上海人,84年考入清华大学物理系,89年赴美留学,94年获得加州理工学院物理学博士。
博士后研究之后,97年进入麻省理工学院执教,任助理教授和副教授,2002年受聘于杜克大学,现在是杜克大学终身教授,并担任杜克大学物理系副系主任(梦里江河补注:
高教授2011年任杜克大学物理系主任,杜克大学是全美十大名校之一。
)。
本篇访谈由海燕本人口述,宗兴整理而成。
一、家庭的影响和童年
要谈我个人的成长经历,首先要说说我的家庭。
我的爸爸是浙江黄岩人。
他的经历比较坎坷。
他中学毕业后做到了中学校长。
当时国家提倡“有志青年去大西北”,所以他也就响应国家号召,热血沸腾地报考了青海民族学院。
当时他的目标是毕业之后去西藏,在那里做民族工作。
59年到61年之间是“三年自然灾害”,爸爸在那里没有少吃苦。
当然我们现在知道也有人为的因素在里面。
63年他回到上海,在上海近郊插队入了户。
父亲是学文的。
在文革的时候被安排抄写大字报。
一次他写得实在太累了,写错了一个字。
结果就被关了起来,关在长兴岛(上海边上的一个小岛)一段时间。
父亲是个非常豁达的人,他从来不记仇,他总是说没有什么不好的人,因为当时的环境就是那样。
我们家从来都是往前看。
所以周围的朋友、邻居和同事都特别尊敬我爸爸。
差不多我初中的时候爸爸被平反。
他平反之后,领导要调他去中学工作,但他决定在当地乡镇企业发展,一直从事企业管理直到退休。
妈妈家在上海宝山,毕业于上海机器制造学校。
毕业之后被分配到了长春气象仪器厂。
那个年代是文革,专业也没有什么用武之地,妈妈自从毕业后,就没有再接触过自己的专业。

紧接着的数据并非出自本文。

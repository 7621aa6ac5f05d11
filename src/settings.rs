//! User-facing playback settings
//!
//! The knobs a front end exposes: how many nodes to grow, which order to
//! walk and how fast to replay it.

use std::fmt;
use std::str::FromStr;
use std::time::Duration;

use thiserror::Error;

use crate::tree::TraversalOrder;

/// Node count used when none is given
pub const DEFAULT_NODE_COUNT: usize = 120;

/// Per-step replay delay
#[derive(Debug, Clone, Copy, PartialEq, Eq, Hash, Default)]
pub enum PlaybackSpeed {
    /// 50 ms per step
    #[default]
    Fast,

    /// 100 ms per step
    Medium,

    /// 1 s per step
    Slow,
}

impl PlaybackSpeed {
    /// Delay between two replayed steps
    pub fn delay(self) -> Duration {
        match self {
            PlaybackSpeed::Fast => Duration::from_millis(50),
            PlaybackSpeed::Medium => Duration::from_millis(100),
            PlaybackSpeed::Slow => Duration::from_millis(1000),
        }
    }
}

/// Errors from parsing or validating settings
#[derive(Error, Debug, Clone, PartialEq, Eq)]
pub enum SettingsError {
    /// Node count below one
    #[error("node count must be at least 1")]
    ZeroNodes,

    /// Unrecognised traversal order name
    #[error("unknown traversal order '{0}' (expected in-order, pre-order, post-order or bfs)")]
    UnknownOrder(String),

    /// Unrecognised speed name
    #[error("unknown playback speed '{0}' (expected fast, medium or slow)")]
    UnknownSpeed(String),
}

/// Lowercase and drop separators so `Pre-Order`, `pre_order` and `PreOrder`
/// all compare equal
fn normalize(input: &str) -> String {
    input
        .chars()
        .filter(|c| !matches!(c, '-' | '_' | ' '))
        .flat_map(char::to_lowercase)
        .collect()
}

impl FromStr for TraversalOrder {
    type Err = SettingsError;

    fn from_str(s: &str) -> Result<Self, Self::Err> {
        match normalize(s).as_str() {
            "inorder" => Ok(TraversalOrder::InOrder),
            "preorder" => Ok(TraversalOrder::PreOrder),
            "postorder" => Ok(TraversalOrder::PostOrder),
            "bfs" | "breadthfirst" | "levelorder" => Ok(TraversalOrder::Bfs),
            _ => Err(SettingsError::UnknownOrder(s.to_string())),
        }
    }
}

impl fmt::Display for TraversalOrder {
    fn fmt(&self, f: &mut fmt::Formatter<'_>) -> fmt::Result {
        let label = match self {
            TraversalOrder::InOrder => "in-order",
            TraversalOrder::PreOrder => "pre-order",
            TraversalOrder::PostOrder => "post-order",
            TraversalOrder::Bfs => "bfs",
        };
        f.write_str(label)
    }
}

impl FromStr for PlaybackSpeed {
    type Err = SettingsError;

    fn from_str(s: &str) -> Result<Self, Self::Err> {
        match normalize(s).as_str() {
            "fast" => Ok(PlaybackSpeed::Fast),
            "medium" => Ok(PlaybackSpeed::Medium),
            "slow" => Ok(PlaybackSpeed::Slow),
            _ => Err(SettingsError::UnknownSpeed(s.to_string())),
        }
    }
}

impl fmt::Display for PlaybackSpeed {
    fn fmt(&self, f: &mut fmt::Formatter<'_>) -> fmt::Result {
        let label = match self {
            PlaybackSpeed::Fast => "fast",
            PlaybackSpeed::Medium => "medium",
            PlaybackSpeed::Slow => "slow",
        };
        f.write_str(label)
    }
}

/// Settings consumed by a playback session
#[derive(Debug, Clone, PartialEq, Eq)]
pub struct Settings {
    /// Nodes to request from the generator
    pub node_count: usize,

    /// Order to replay
    pub order: TraversalOrder,

    /// Replay pacing
    pub speed: PlaybackSpeed,
}

impl Default for Settings {
    fn default() -> Self {
        Self {
            node_count: DEFAULT_NODE_COUNT,
            order: TraversalOrder::default(),
            speed: PlaybackSpeed::default(),
        }
    }
}

impl Settings {
    /// Check the node count
    pub fn validate(&self) -> Result<(), SettingsError> {
        if self.node_count == 0 {
            return Err(SettingsError::ZeroNodes);
        }
        Ok(())
    }
}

那时候在长春,因为我们一批人来自上海,就被看作是“上海帮”,那时候有所谓的“武斗”,通常几批人打得不可开交。
我是出生于66年,原名陈燕,后改名为高海燕。
海燕在当时比较受欢迎的一个名字,父母给我取这个名字就是希望我能像海燕一样高高飞翔吧。
从小父母对我管得就不多。
他们一直认为:
重要的事情是为女儿创造好的学习条件。
那么创造了条件之后,如何实现,就要靠自己了。
谈到读书,我想我以前对于读书的概念其实是很幼稚的。
因为从我开始懂一点事情开始,就知道爸爸曾被抓过。
我小的时候,一年在上海和爸爸生活在一起,下一年在长春和妈妈在一起。
有一年春节我和妈妈一起回上海探亲,爸爸有事出去,很晚还没有回家,妈妈非常担心。
在我小的时候,就知道母亲总是特别担心父亲。
那时候是冬天,天气特别冷,妈妈带着我去公共汽车站等爸爸。
我不太懂这些东西,后来才明白这与政治有关,与愚昧有关。
那时候我就暗暗下了决心:
我如果读书好,就没有人能欺负我的爸爸,所以我要读书读得比谁都好――这样人家才能不欺负我父亲(声音一度哽咽)。
我从小就很独立。
个性比较强。
这里还应该提一提我的外婆。
我的外婆是非常能干独立的女性。
刚解放的时候,她在上海从事妇女工作,是一位极其出色的女性,就靠一点东西,她就能很好地养活一家人,并去帮助别人。
只可惜我的外婆因为哮喘,去世得比较早。
我的妈妈也非常独立,当时在上海和长春两地生活,所以我有时候会想,也许是妈妈继承了我外婆的性格,我又继承了妈妈的性格(笑)。
我小的时候一直喜欢唱歌。
当时我梦想的地方是长影乐团。
你们可能都没有听过,长影乐团是新中国最早成立的乐团之一,《我的祖国》、《敖包相会》等脍炙人口的经典曲目均出自该乐团。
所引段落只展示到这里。